PROBLEM STATEMENT: Restate word for word the lines of the entries below, starting with the line that holds "pub const ALIGNMENT_BONUS: f32 = 0.02;" and ending with the line that holds "it and delivers", and no others.

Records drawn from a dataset
------------------------

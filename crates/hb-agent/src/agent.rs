//! `HummingbirdAgent` — episode lifecycle, flight, feeding and rewards.

use hb_core::math::{clamp01, euler_degrees, move_towards, to_euler_degrees, wrap_degrees};
use hb_core::{AgentId, ColliderId, FlowerId, Pose, RandomSource, Vec3};
use hb_flower::{AREA_DIAMETER, NearestFlower};
use hb_world::{ColliderTag, PhysicsWorld, RigidBody};
use tracing::{debug, trace, warn};

use crate::spawn::{SpawnMode, SpawnOutcome, find_spawn_pose};
use crate::{Action, AgentConfig, AgentResult, Arena, OBSERVATION_LEN, Observation};

/// Pitch is clamped to ±this many degrees so the bird cannot flip over.
pub const MAX_PITCH_DEG: f32 = 80.0;
/// The beak must be this close to the nectar probe surface to feed.
pub const BEAK_TIP_RADIUS: f32 = 0.008;
/// Nectar requested per fixed tick of feeding contact.
pub const NECTAR_PER_TICK: f32 = 0.01;
/// Base reward per successful feeding tick (training only).
pub const FEED_REWARD: f32 = 0.01;
/// Extra reward at perfect alignment with the flower (training only).
pub const ALIGNMENT_BONUS: f32 = 0.02;
/// Reward for hitting the arena boundary (training only).
pub const BOUNDARY_PENALTY: f32 = -0.5;
/// Rotation-rate smoothing, in input units per second.
const SMOOTHING_RATE: f32 = 2.0;

/// One hummingbird.
///
/// The agent owns its rigid body; the simulation integrates it and delivers
/// contacts back through [`on_trigger`][Self::on_trigger] and
/// [`on_collision_enter`][Self::on_collision_enter].  The target flower is
/// held as an ID into the arena's flower list and re-resolved on every use.
pub struct HummingbirdAgent {
    id:              AgentId,
    config:          AgentConfig,
    body:            RigidBody,
    nearest:         NearestFlower,
    smooth_pitch:    f32,
    smooth_yaw:      f32,
    nectar_obtained: f32,
    frozen:          bool,
    pending_reward:  f32,
    episode_reward:  f32,
}

impl HummingbirdAgent {
    pub fn new(id: AgentId, config: AgentConfig, pose: Pose) -> Self {
        let body = RigidBody::new(pose, config.body.clone());
        Self {
            id,
            config,
            body,
            nearest: NearestFlower::default(),
            smooth_pitch: 0.0,
            smooth_yaw: 0.0,
            nectar_obtained: 0.0,
            frozen: false,
            pending_reward: 0.0,
            episode_reward: 0.0,
        }
    }

    // ── Episode lifecycle ─────────────────────────────────────────────────

    /// Start a new episode.
    ///
    /// In training the arena's flowers are reset first (assumes one agent per
    /// arena).  The agent is stopped, its nectar and episode reward zeroed,
    /// and it is respawned: in training half the time in front of a flower,
    /// otherwise always in front of one.  The target is then re-selected.
    pub fn begin_episode<R: RandomSource + ?Sized>(
        &mut self,
        arena: &mut Arena,
        rng:   &mut R,
    ) -> AgentResult<SpawnOutcome> {
        if self.config.training {
            arena.reset_flowers(rng)?;
        }

        self.nectar_obtained = 0.0;
        self.pending_reward = 0.0;
        self.episode_reward = 0.0;
        self.body.velocity = Vec3::ZERO;
        self.body.angular_velocity = Vec3::ZERO;

        let in_front = !self.config.training || rng.value() > 0.5;
        let mode = if in_front { SpawnMode::InFrontOfFlower } else { SpawnMode::Anywhere };
        let outcome = self.move_to_safe_random_position(mode, arena, rng);

        self.update_nearest_flower(arena);
        debug!(
            agent = %self.id,
            attempts = outcome.attempts,
            safe = outcome.safe,
            target = ?self.nearest.get(),
            "episode begin"
        );
        Ok(outcome)
    }

    /// Place the agent at a collision-free pose, or the last candidate tried
    /// if none was found.
    pub fn move_to_safe_random_position<R: RandomSource + ?Sized>(
        &mut self,
        mode:  SpawnMode,
        arena: &Arena,
        rng:   &mut R,
    ) -> SpawnOutcome {
        let outcome = find_spawn_pose(mode, &arena.flowers, &arena.world, rng);
        if !outcome.safe {
            warn!(
                agent = %self.id,
                attempts = outcome.attempts,
                "no collision-free spawn found; using last candidate"
            );
        }
        self.body.set_pose(outcome.pose);
        outcome
    }

    // ── Actions ───────────────────────────────────────────────────────────

    /// Apply one fixed tick of `action`.  Ignored while frozen.
    ///
    /// The movement triple becomes a world-space force.  Pitch and yaw inputs
    /// are smoothed toward their targets at a fixed rate, integrated into the
    /// current orientation, and pitch is clamped to ±[`MAX_PITCH_DEG`].  Roll
    /// is always zero.
    pub fn apply_action(&mut self, action: &Action, dt: f32) {
        if self.frozen {
            return;
        }

        self.body.add_force(action.movement() * self.config.move_force);

        let (current_pitch, current_yaw, _) = to_euler_degrees(self.body.rotation);
        self.smooth_pitch = move_towards(self.smooth_pitch, action.pitch(), SMOOTHING_RATE * dt);
        self.smooth_yaw = move_towards(self.smooth_yaw, action.yaw(), SMOOTHING_RATE * dt);

        let pitch = wrap_degrees(current_pitch + self.smooth_pitch * dt * self.config.pitch_speed)
            .clamp(-MAX_PITCH_DEG, MAX_PITCH_DEG);
        let yaw = current_yaw + self.smooth_yaw * dt * self.config.yaw_speed;

        self.body.rotation = euler_degrees(pitch, yaw, 0.0);
    }

    // ── Observations ──────────────────────────────────────────────────────

    /// Assemble the 10-float observation.  All zeros with no target.
    pub fn collect_observations(&self, arena: &Arena) -> Observation {
        let Some(flower) = self.nearest.get().and_then(|id| arena.flowers.get(id)) else {
            return Observation::ZERO;
        };

        let local_rotation = (arena.rotation().inverse() * self.body.rotation).normalize();
        let to_flower = flower.center_position() - self.beak_tip();
        let direction = to_flower.normalize_or_zero();
        let away_from_face = -flower.up_vector().normalize_or_zero();

        let mut obs = [0.0; OBSERVATION_LEN];
        obs[0..4].copy_from_slice(&local_rotation.to_array());
        obs[4..7].copy_from_slice(&direction.to_array());
        obs[7] = direction.dot(away_from_face);
        obs[8] = self.forward().dot(away_from_face);
        obs[9] = to_flower.length() / AREA_DIAMETER;
        Observation(obs)
    }

    // ── Contacts ──────────────────────────────────────────────────────────

    /// Trigger enter or stay with `collider`.
    ///
    /// Only nectar probes matter, and only when the probe surface is within
    /// [`BEAK_TIP_RADIUS`] of the beak tip.  Returns the nectar taken, if
    /// the agent fed.
    ///
    /// # Errors
    ///
    /// A nectar collider that no flower owns is an integration bug and is
    /// reported as [`FlowerError::ProbeNotRegistered`][hb_flower::FlowerError].
    pub fn on_trigger(&mut self, collider: ColliderId, arena: &mut Arena) -> AgentResult<Option<f32>> {
        let Some(c) = arena.world.collider(collider) else { return Ok(None) };
        if c.tag != ColliderTag::Nectar {
            return Ok(None);
        }

        let beak_tip = self.beak_tip();
        let closest = c.closest_point(beak_tip);
        if beak_tip.distance(closest) >= BEAK_TIP_RADIUS {
            return Ok(None);
        }

        let flower_id = arena.flowers.flower_from_nectar(collider)?;
        let taken = arena.flowers.flower_mut(flower_id).feed(NECTAR_PER_TICK);
        self.nectar_obtained += taken;

        if self.config.training {
            let bonus = ALIGNMENT_BONUS * clamp01(self.forward().dot(-self.reward_up_axis(arena, flower_id)));
            self.add_reward(FEED_REWARD + bonus);
        }
        trace!(agent = %self.id, flower = %flower_id, taken, "fed");

        if !arena.flowers.flower(flower_id).has_nectar() {
            arena.sync_flower(flower_id)?;
            self.update_nearest_flower(arena);
        }
        Ok(Some(taken))
    }

    /// Solid collision enter.  Boundary hits are penalised in training.
    pub fn on_collision_enter(&mut self, tag: ColliderTag) {
        if self.config.training && tag == ColliderTag::Boundary {
            self.add_reward(BOUNDARY_PENALTY);
        }
    }

    /// Alignment bonus axis: the current target's, or the fed flower's if
    /// there is no target.
    fn reward_up_axis(&self, arena: &Arena, fed: FlowerId) -> Vec3 {
        let id = self.nearest.get().unwrap_or(fed);
        arena
            .flowers
            .get(id)
            .unwrap_or_else(|| arena.flowers.flower(fed))
            .up_vector()
            .normalize_or_zero()
    }

    // ── Targeting ─────────────────────────────────────────────────────────

    /// Full selection pass from the current beak tip.
    pub fn update_nearest_flower(&mut self, arena: &Arena) {
        let before = self.nearest.get();
        let after = self.nearest.update(self.beak_tip(), arena.flowers.flowers());
        if before != after {
            debug!(agent = %self.id, from = ?before, to = ?after, "target changed");
        }
    }

    /// Start-of-tick check: re-select if the held target was drained.
    pub fn refresh_target(&mut self, arena: &Arena) -> bool {
        self.nearest.refresh_if_depleted(self.beak_tip(), arena.flowers.flowers())
    }

    #[inline]
    pub fn target(&self) -> Option<FlowerId> {
        self.nearest.get()
    }

    /// Read-only debug segment: beak tip → target nectar centre.
    pub fn debug_line(&self, arena: &Arena) -> Option<(Vec3, Vec3)> {
        let flower = arena.flowers.get(self.nearest.get()?)?;
        Some((self.beak_tip(), flower.center_position()))
    }

    // ── Freeze ────────────────────────────────────────────────────────────

    /// Stop the agent and ignore actions.  Outside training only; in training
    /// this logs a warning and does nothing.
    pub fn freeze(&mut self) {
        if self.config.training {
            warn!(agent = %self.id, "freeze is not supported in training");
            return;
        }
        self.frozen = true;
        self.body.sleep();
    }

    pub fn unfreeze(&mut self) {
        if self.config.training {
            warn!(agent = %self.id, "unfreeze is not supported in training");
            return;
        }
        self.frozen = false;
        self.body.wake_up();
    }

    #[inline]
    pub fn is_frozen(&self) -> bool {
        self.frozen
    }

    // ── Rewards ───────────────────────────────────────────────────────────

    pub fn add_reward(&mut self, reward: f32) {
        self.pending_reward += reward;
        self.episode_reward += reward;
    }

    /// Reward accumulated since the last call.
    pub fn take_pending_reward(&mut self) -> f32 {
        std::mem::take(&mut self.pending_reward)
    }

    #[inline]
    pub fn pending_reward(&self) -> f32 {
        self.pending_reward
    }

    #[inline]
    pub fn episode_reward(&self) -> f32 {
        self.episode_reward
    }

    #[inline]
    pub fn nectar_obtained(&self) -> f32 {
        self.nectar_obtained
    }

    // ── Accessors ─────────────────────────────────────────────────────────

    #[inline]
    pub fn id(&self) -> AgentId {
        self.id
    }

    #[inline]
    pub fn config(&self) -> &AgentConfig {
        &self.config
    }

    #[inline]
    pub fn is_training(&self) -> bool {
        self.config.training
    }

    #[inline]
    pub fn body(&self) -> &RigidBody {
        &self.body
    }

    #[inline]
    pub fn body_mut(&mut self) -> &mut RigidBody {
        &mut self.body
    }

    #[inline]
    pub fn pose(&self) -> Pose {
        self.body.pose()
    }

    #[inline]
    pub fn forward(&self) -> Vec3 {
        self.body.pose().forward()
    }

    /// World position of the beak tip.
    #[inline]
    pub fn beak_tip(&self) -> Vec3 {
        self.body.pose().transform_point(self.config.beak_tip_offset)
    }

    /// World position of the trigger sensor (the body origin).
    #[inline]
    pub fn sensor_center(&self) -> Vec3 {
        self.body.position
    }
}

------------------------

ANSWER BOX:
pub const ALIGNMENT_BONUS: f32 = 0.02;
/// Reward for hitting the arena boundary (training only).
pub const BOUNDARY_PENALTY: f32 = -0.5;
/// Rotation-rate smoothing, in input units per second.
const SMOOTHING_RATE: f32 = 2.0;

/// One hummingbird.
///
/// The agent owns its rigid body; the simulation integrates it and delivers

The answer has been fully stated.